While Rishi Sunak and Keir Starmer were out weaving sunny fairytales to stage-managed crowds of worshippers, the ghastly truths about recent years at No 10 were being unpeeled in jawclenching, hideous detail in an austere room in Paddington.
Simon Case, the most unenthusiastic whistleblower ever, was on the witness stand at the Covid-19 Inquiry. And he hated it. Stress oozed from every limb. Eyes blinking, hands rubbing together, head lolling backwards when trying (and usually failing) to remember embarrassing details.
“A rat’s nest,” he had called the No 10 circle under Boris Johnson. “Crisis + pygmies = toxic behaviours,” he typed on WhatsApp another time. And another: “I’ve never seen a bunch of people less well-equipped to run a country.” He’s also described Mr Johnson and his inner circle as “basically feral”.

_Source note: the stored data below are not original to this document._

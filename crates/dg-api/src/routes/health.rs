//! Health check endpoint.

use axum::extract::State;
use axum::http::StatusCode;
use axum::{Json, Router, routing::get};
use serde::Serialize;
use tracing::warn;

use crate::state::AppState;

/// Health check response.
#[derive(Debug, Serialize)]
pub struct HealthResponse {
    /// `ok`, or `degraded` when the store cannot open a unit of work.
    pub status: &'static str,
    /// Service version.
    pub version: &'static str,
    /// `ok` or `unavailable`.
    pub store: &'static str,
}

async fn store_reachable(state: &AppState) -> bool {
    match state.store.begin().await {
        Ok(uow) => uow.rollback().await.is_ok(),
        Err(err) => {
            warn!(error = %err, "store health probe failed");
            false
        }
    }
}

/// GET /health
async fn health_check(State(state): State<AppState>) -> (StatusCode, Json<HealthResponse>) {
    let reachable = store_reachable(&state).await;
    let (code, status, store) = if reachable {
        (StatusCode::OK, "ok", "ok")
    } else {
        (StatusCode::SERVICE_UNAVAILABLE, "degraded", "unavailable")
    };

    (
        code,
        Json(HealthResponse {
            status,
            version: env!("CARGO_PKG_VERSION"),
            store,
        }),
    )
}

/// Returns the health check router.
pub fn router() -> Router<AppState> {
    Router::new().route("/health", get(health_check))
}
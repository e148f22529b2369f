//! dg Rules: dice resolution.
//!
//! Parses `NdM[+K]` expressions and resolves rolls and checks against an
//! injected random source. Holds no state.

pub mod domain;

pub use domain::expression::{DiceError, DiceExpression};
pub use domain::resolution::{CheckResult, DiceRoll, resolve_check, roll};
//! State shared by every event handler during one dispatch.

use std::sync::Mutex;

use chrono::{DateTime, Utc};
use dg_character::domain::aggregates::{Ghost, Patient};
use dg_core::error::DomainError;
use dg_core::rng::DeterministicRng;
use dg_game::domain::aggregates::{Game, GamePlayer};
use dg_game::domain::config::GameConfig;
use dg_rules::{CheckResult, DiceExpression, DiceRoll, resolve_check, roll};
use dg_session::domain::aggregates::Session;
use serde_json::Value;
use uuid::Uuid;

use crate::store::UnitOfWork;

/// What a handler produced.
#[derive(Debug)]
pub(crate) struct Outcome {
    pub data: Value,
    pub rolls: Option<Vec<u32>>,
    /// Overrides the stream the event is logged in (used by `session_start`).
    pub session_id: Option<Uuid>,
}

impl Outcome {
    pub(crate) fn new(data: Value) -> Self {
        Self {
            data,
            rolls: None,
            session_id: None,
        }
    }

    pub(crate) fn with_rolls(mut self, rolls: Vec<u32>) -> Self {
        self.rolls = Some(rolls);
        self
    }

    pub(crate) fn in_session(mut self, session_id: Uuid) -> Self {
        self.session_id = Some(session_id);
        self
    }
}

pub(crate) struct EventContext<'a> {
    pub uow: &'a mut dyn UnitOfWork,
    pub game: Game,
    pub config: GameConfig,
    pub actor_id: Uuid,
    pub player: Option<GamePlayer>,
    pub session: Option<Session>,
    pub rng: &'a Mutex<dyn DeterministicRng + Send>,
    pub now: DateTime<Utc>,
}

impl EventContext<'_> {
    pub(crate) fn is_dm(&self) -> bool {
        self.player.as_ref().is_some_and(GamePlayer::is_dm)
    }

    /// The session the event targets. Session-scoped events are only routed
    /// here once the dispatcher has loaded it.
    pub(crate) fn session(&self) -> Result<&Session, DomainError> {
        self.session
            .as_ref()
            .ok_or_else(|| DomainError::Validation("session_id is required".to_owned()))
    }

    pub(crate) fn session_mut(&mut self) -> Result<&mut Session, DomainError> {
        self.session
            .as_mut()
            .ok_or_else(|| DomainError::Validation("session_id is required".to_owned()))
    }

    /// Patient owners act on their own patients; the DM acts on any.
    pub(crate) fn require_owner_or_dm(&self, patient: &Patient) -> Result<(), DomainError> {
        if self.is_dm() || patient.user_id == self.actor_id {
            Ok(())
        } else {
            Err(DomainError::Forbidden(format!(
                "user {} does not control patient {}",
                self.actor_id, patient.id
            )))
        }
    }

    pub(crate) async fn load_patient(&mut self, patient_id: Uuid) -> Result<Patient, DomainError> {
        self.uow
            .find_patient(patient_id)
            .await?
            .filter(|p| p.game_id == self.game.id)
            .ok_or_else(|| DomainError::not_found("patient", patient_id))
    }

    pub(crate) async fn load_ghost(&mut self, ghost_id: Uuid) -> Result<Ghost, DomainError> {
        self.uow
            .find_ghost(ghost_id)
            .await?
            .filter(|g| g.game_id == self.game.id)
            .ok_or_else(|| DomainError::not_found("ghost", ghost_id))
    }

    /// Only the owner of the patient a ghost inhabits, or the DM, may act
    /// through that ghost.
    pub(crate) async fn require_ghost_controller(&mut self, ghost: &Ghost) -> Result<(), DomainError> {
        if self.is_dm() {
            return Ok(());
        }
        let controls = match ghost.current_patient_id {
            Some(patient_id) => self
                .uow
                .find_patient(patient_id)
                .await?
                .is_some_and(|p| p.user_id == self.actor_id),
            None => false,
        };
        if controls {
            Ok(())
        } else {
            Err(DomainError::Forbidden(format!(
                "user {} does not control ghost {}",
                self.actor_id, ghost.id
            )))
        }
    }

    /// The game's check dice, e.g. `1d6`.
    pub(crate) fn game_dice(&self) -> Result<DiceExpression, DomainError> {
        Ok(DiceExpression::new(
            self.config.dice_count,
            self.config.dice_type,
            0,
        )?)
    }

    fn with_rng<T>(&self, f: impl FnOnce(&mut dyn DeterministicRng) -> T) -> Result<T, DomainError> {
        // Never held across an await.
        let mut guard = self
            .rng
            .lock()
            .map_err(|e| DomainError::Infrastructure(format!("RNG mutex poisoned: {e}")))?;
        Ok(f(&mut *guard))
    }

    pub(crate) fn roll(&self, expression: &DiceExpression) -> Result<DiceRoll, DomainError> {
        self.with_rng(|rng| roll(expression, rng))
    }

    pub(crate) fn check(
        &self,
        expression: &DiceExpression,
        bonus: i32,
        difficulty: i32,
    ) -> Result<CheckResult, DomainError> {
        self.with_rng(|rng| resolve_check(expression, bonus, difficulty, rng))
    }
}
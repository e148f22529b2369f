//! Commands for the game context.

use dg_core::command::Command;
use uuid::Uuid;

use super::aggregates::PlayerRole;

/// Command to create a new game. The creator is enrolled as DM.
#[derive(Debug, Clone)]
pub struct CreateGame {
    /// The correlation ID for tracing.
    pub correlation_id: Uuid,
    /// Display name.
    pub name: String,
    /// The creating user.
    pub created_by: Uuid,
    /// Rules configuration blob.
    pub config: Option<serde_json::Value>,
}

impl Command for CreateGame {
    fn command_type(&self) -> &'static str {
        "game.create_game"
    }

    fn correlation_id(&self) -> Uuid {
        self.correlation_id
    }
}

/// Command to enrol a user in a game.
#[derive(Debug, Clone)]
pub struct AddPlayer {
    /// The correlation ID for tracing.
    pub correlation_id: Uuid,
    /// The game.
    pub game_id: Uuid,
    /// The user to enrol.
    pub user_id: Uuid,
    /// DM or PL.
    pub role: PlayerRole,
}

impl Command for AddPlayer {
    fn command_type(&self) -> &'static str {
        "game.add_player"
    }

    fn correlation_id(&self) -> Uuid {
        self.correlation_id
    }

    fn game_id(&self) -> Option<Uuid> {
        Some(self.game_id)
    }
}

/// Command to create a region in a game.
#[derive(Debug, Clone)]
pub struct CreateRegion {
    /// The correlation ID for tracing.
    pub correlation_id: Uuid,
    /// The owning game.
    pub game_id: Uuid,
    /// Short code, unique within the game.
    pub code: String,
    /// Display name.
    pub name: String,
    /// Optional description.
    pub description: Option<String>,
    /// Ordering key.
    pub sort_order: i32,
}

impl Command for CreateRegion {
    fn command_type(&self) -> &'static str {
        "game.create_region"
    }

    fn correlation_id(&self) -> Uuid {
        self.correlation_id
    }

    fn game_id(&self) -> Option<Uuid> {
        Some(self.game_id)
    }
}

/// Command to create a location in a region.
#[derive(Debug, Clone)]
pub struct CreateLocation {
    /// The correlation ID for tracing.
    pub correlation_id: Uuid,
    /// The owning region.
    pub region_id: Uuid,
    /// Display name.
    pub name: String,
    /// Optional description.
    pub description: Option<String>,
    /// Optional long-form content.
    pub content: Option<String>,
    /// Ordering key.
    pub sort_order: i32,
}

impl Command for CreateLocation {
    fn command_type(&self) -> &'static str {
        "game.create_location"
    }

    fn correlation_id(&self) -> Uuid {
        self.correlation_id
    }
}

No wonder he looked ragged: the cabinet secretary is meant to be keeper of the national secrets, the consigliere who knows where all the bodies are buried and doesn’t breathe a word. The man who can discreetly look into a £58,000 fancy wallpaper makeover or smooth through an £800,000 loan. But Case turns out to have been an absolute blabbermouth on social media. Or as Hugo Keith, the inquiry QC, gently put it, “a prolific user”.
Case’s grilling was delayed from autumn by an undisclosed medical problem. He arrived with a walking stick. Behind his suit and pressed cuffs was a man who looked traumatised, like he’d just come home from the Somme.